1、 細胞來源:財團法人食品工業發展研究所 (B-16 細胞 CCRC60030)
2、B-16 黑色素瘤細胞之培養方法:
a. 將 B-16 細胞,以 DMEM medium(內含 10% Fetal Bovine Serum、1% PEN-Strep-Amphosol、1% Non- Essential Amono Acids Solution)培養於培養瓶中。
b. 置於 37℃、5% CO2 的培養箱中培養。
3、測試方法:
a. 將 B-16 cells 以 Trypsin 均勻懸浮在 DMEM medium 中,再分 別移種在6-well 盤中
b. 置於 37℃、5% CO2的培養箱中培養一天使其細胞貼附。
c. 將 sample 以無菌 PBS 配置成不同濃度後,以 0.45 μm 的濾膜 過濾。
d. 將樣品溶液加至細胞的 well 盤中,使其 medium 中含樣品濃度 分別為1、0.5、0.25、0.125、0.0625 mg/mL,並製作控制組。
e. 置於 37℃、5%CO2的培養箱中培養三天,並每天拍照紀錄。
f. 從細胞的 well 盤中取 medium 上清液 100 μL 至 96-well 盤中。
g. 用 ELISA reader 測定波長 450 nm 的吸光值。
4、計算公式:
Inhibition(%)=
【(Control 450 nm OD-Sample 450 nm OD)÷Control 450 nm OD】×100 Control 450 nm OD:不加樣品之空白組,在波長 450 nm 的吸光值。

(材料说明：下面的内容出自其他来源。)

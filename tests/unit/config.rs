use super::*;

fn env(pairs: &[(&str, &str)]) -> Vec<(String, String)> {
    pairs
        .iter()
        .map(|(k, v)| (k.to_string(), v.to_string()))
        .collect()
}

#[test]
fn defaults_are_valid() {
    let config = StratumConfig::default();
    config.validate().unwrap();
    assert_eq!(config.workers, 2);
    assert_eq!(config.conversion_timeout(), Duration::from_secs(120));
    assert_eq!(config.level_filter().unwrap(), LevelFilter::INFO);
    assert_eq!(config.rasterizer, PathBuf::from("magick"));
}

#[test]
fn toml_fills_missing_keys_with_defaults() {
    let config = StratumConfig::from_toml(
        r#"
export_root = "/var/lib/stratum"
workers = 4
default_quality = "ultra"
"#,
    )
    .unwrap();
    assert_eq!(config.export_root, PathBuf::from("/var/lib/stratum"));
    assert_eq!(config.workers, 4);
    assert_eq!(config.default_quality, QualityTier::Ultra);
    assert_eq!(config.retention_hours, 24);
}

#[test]
fn toml_rejects_unknown_keys() {
    let err = StratumConfig::from_toml("wrokers = 3").unwrap_err();
    assert!(matches!(err, StratumError::Validation(_)));
}

#[test]
fn env_overrides_file_and_cli_overrides_env() {
    let mut config = StratumConfig::from_toml("workers = 4\nlog_level = \"warn\"").unwrap();
    config
        .apply_env(env(&[
            ("STRATUM_WORKERS", "8"),
            ("STRATUM_DEFAULT_QUALITY", "low"),
            ("STRATUM_TRANSCODER", "/opt/ffmpeg"),
            ("HOME", "/root"),
            ("STRATUM_UNRELATED", "x"),
        ]))
        .unwrap();
    assert_eq!(config.workers, 8);
    assert_eq!(config.default_quality, QualityTier::Low);
    assert_eq!(config.transcoder, PathBuf::from("/opt/ffmpeg"));
    assert_eq!(config.log_level, "warn");

    config.apply_overrides(&ConfigOverrides {
        workers: Some(1),
        log_level: Some("debug".to_string()),
        ..Default::default()
    });
    assert_eq!(config.workers, 1);
    assert_eq!(config.level_filter().unwrap(), LevelFilter::DEBUG);
    assert_eq!(config.default_quality, QualityTier::Low);
}

#[test]
fn bad_env_values_are_rejected() {
    let mut config = StratumConfig::default();
    assert!(
        config
            .apply_env(env(&[("STRATUM_WORKERS", "many")]))
            .is_err()
    );
    assert!(
        config
            .apply_env(env(&[("STRATUM_DEFAULT_QUALITY", "best")]))
            .is_err()
    );
}

#[test]
fn validate_checks_ranges() {
    let cases: Vec<fn(&mut StratumConfig)> = vec![
        |c| c.workers = 0,
        |c| c.workers = 1000,
        |c| c.conversion_timeout_secs = 0,
        |c| c.retention_hours = 0,
        |c| c.log_level = "loud".to_string(),
        |c| c.export_root = PathBuf::new(),
        |c| c.rasterizer = PathBuf::new(),
    ];
    for mutate in cases {
        let mut config = StratumConfig::default();
        mutate(&mut config);
        assert!(matches!(
            config.validate(),
            Err(StratumError::Validation(_))
        ));
    }
}

#[test]
fn load_reads_file() {
    let dir = tempfile::tempdir().unwrap();
    let path = dir.path().join("stratum.toml");
    std::fs::write(&path, "retention_hours = 48\n").unwrap();
    let config = StratumConfig::from_file(&path).unwrap();
    assert_eq!(config.retention_hours, 48);
    assert_eq!(
        config.controller_settings(None).retention,
        time::Duration::hours(48)
    );

    assert!(StratumConfig::from_file(&dir.path().join("missing.toml")).is_err());
}

#[test]
fn build_controller_initializes_storage() {
    let dir = tempfile::tempdir().unwrap();
    let config = StratumConfig {
        export_root: dir.path().join("out"),
        ..Default::default()
    };
    let designs = Arc::new(crate::design::store::InMemoryDesignStore::new());
    let controller = config
        .build_controller(designs, Engine::Builtin, None)
        .unwrap();
    assert!(dir.path().join("out").is_dir());
    assert_eq!(controller.storage().root(), dir.path().join("out"));
}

Sample 450 nm OD:樣品扣除干擾色後,在波長 450 nm 的吸光值。
七、 細胞存活率實驗(MTT assay)【42】
利用 MTT reagent 中 tetrazolium 在活細胞中會被粒腺體的脫氫酵 素(dehydrogenase)還原,而產生紫色 formazan 產物的特性,其在 550 nm 有最大吸收,利用比色法來測定細胞存活率。
當存活細胞越多,產生的 formazan 也越多,在 550 nm 的吸光值 也越大,與已知細胞數的標準線(standard curve)比較,可計算出細 胞存活率。
圖3-6 MTT與NADH的反應機制。MTT可與粒腺體中的NADH作用,將 tetrazolium轉為紫色不溶於水的MTT formazan,結晶於細胞的粒線 體中。
1、 試劑配置:
a. MTT solution:
精秤25 mg MTT 粉末,溶於 100 mL PBS 中。
2、 測定方法:
a. 將 B-16 cells 以 Trypsin 均勻懸浮於 DMEM medium 中,移種至
6-well 盤中。
b. 置於 37℃、5% CO2的培養箱中培養一天。
c. 以 PBS 配置不同濃度的待測樣品,以 0.45 μm 濾膜過濾。
d. 將已過濾之樣品加入細胞的 well 盤中。
e. 置於 37℃、5% CO2的培養箱中培養三天。
f. 將細胞的 medium 抽乾,並以 PBS 清洗。
g. 每 well 中加入 MTT solution 1000 μL,於 37℃、5% CO2的培養箱 中反應一小時。
h. 將 well 中的 MTT solution 抽乾。
i. 於每 well 中加入 DMSO 500μL。
j. 將 DMSO 溶下的紫色溶液,取 100 μL 至 96-well 盤中測定波長 570 nm 的吸光值。
3、 細胞存活率計算:
Cell viability(%)=
Sample 570 nm OD÷Control 570 nm OD × 100%
Control 570 nm OD:不加樣品之空白組,在波長 570 nm 的吸光值。
Sample 570 nm OD:有加樣品在波長 570 nm 的吸光值。